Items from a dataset
....................

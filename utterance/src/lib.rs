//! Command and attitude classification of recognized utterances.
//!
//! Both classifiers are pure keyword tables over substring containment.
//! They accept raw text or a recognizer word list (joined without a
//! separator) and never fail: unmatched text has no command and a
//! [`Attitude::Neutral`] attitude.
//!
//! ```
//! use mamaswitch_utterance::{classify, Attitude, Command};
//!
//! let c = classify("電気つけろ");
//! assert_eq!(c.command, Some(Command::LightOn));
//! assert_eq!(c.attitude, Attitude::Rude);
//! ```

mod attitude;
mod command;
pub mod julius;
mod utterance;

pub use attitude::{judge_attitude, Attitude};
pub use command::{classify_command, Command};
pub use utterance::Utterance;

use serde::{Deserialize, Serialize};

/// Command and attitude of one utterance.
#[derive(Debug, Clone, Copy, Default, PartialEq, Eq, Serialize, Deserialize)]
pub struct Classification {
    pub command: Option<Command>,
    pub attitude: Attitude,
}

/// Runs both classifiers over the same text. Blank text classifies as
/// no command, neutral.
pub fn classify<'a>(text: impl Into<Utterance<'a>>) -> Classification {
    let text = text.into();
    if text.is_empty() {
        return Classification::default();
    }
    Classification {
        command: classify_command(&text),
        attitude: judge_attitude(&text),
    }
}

....................

* _YOUR INSTRUCTIONS_:
Each line carrying the string "text" should be copied out from the entries.

* _TASK ANSWER_:
//! They accept raw text or a recognizer word list (joined without a
//! separator) and never fail: unmatched text has no command and a
/// Runs both classifiers over the same text. Blank text classifies as
pub fn classify<'a>(text: impl Into<Utterance<'a>>) -> Classification {
    let text = text.into();
    if text.is_empty() {
        command: classify_command(&text),
        attitude: judge_attitude(&text),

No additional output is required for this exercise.